Start of Records for the task

use std::sync::Arc;

use reqwest::header::{HeaderMap, HeaderValue, AUTHORIZATION};
use serde_json::{json, Value};
use tracing::warn;

use crate::credentials::CredentialStore;

/// Computes authorization material at send time. Both transports call in
/// here per request or per connection attempt, so a rotated credential is
/// picked up without rebuilding either transport.
pub struct AuthMiddleware {
    credentials: Arc<CredentialStore>,
}

impl AuthMiddleware {
    pub fn new(credentials: Arc<CredentialStore>) -> Self {
        Self { credentials }
    }

    /// The current bearer value, or `None` when unauthenticated.
    pub async fn bearer(&self) -> Option<String> {
        self.credentials
            .current()
            .await
            .map(|credential| format!("Bearer {}", credential.as_str()))
    }

    /// Attaches the Authorization header when a credential is present,
    /// replacing any existing value. Requests without a credential pass
    /// through untouched.
    pub async fn apply(&self, headers: &mut HeaderMap) {
        let Some(bearer) = self.bearer().await else {
            return;
        };
        match HeaderValue::from_str(&bearer) {
            Ok(value) => {
                headers.insert(AUTHORIZATION, value);
            }
            Err(err) => {
                warn!(error = %err, "credential is not a valid header value; sending unauthenticated");
            }
        }
    }

    /// Connection parameters for the streaming handshake. Recomputed on
    /// every connection attempt, so reconnects after a credential rotation
    /// authenticate with the new value.
    pub async fn connection_params(&self) -> Option<Value> {
        self.bearer()
            .await
            .map(|bearer| json!({ "authorization": bearer }))
    }
}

End of Records for the task

The problem:
Return exactly the lines of the listing that run from the one containing "headers.insert(AUTHORIZATION, value);" through the last, and no others.

Task solution:
                headers.insert(AUTHORIZATION, value);
            }
            Err(err) => {
                warn!(error = %err, "credential is not a valid header value; sending unauthenticated");
            }
        }
    }

    /// Connection parameters for the streaming handshake. Recomputed on
    /// every connection attempt, so reconnects after a credential rotation
    /// authenticate with the new value.
    pub async fn connection_params(&self) -> Option<Value> {
        self.bearer()
            .await
            .map(|bearer| json!({ "authorization": bearer }))
    }
}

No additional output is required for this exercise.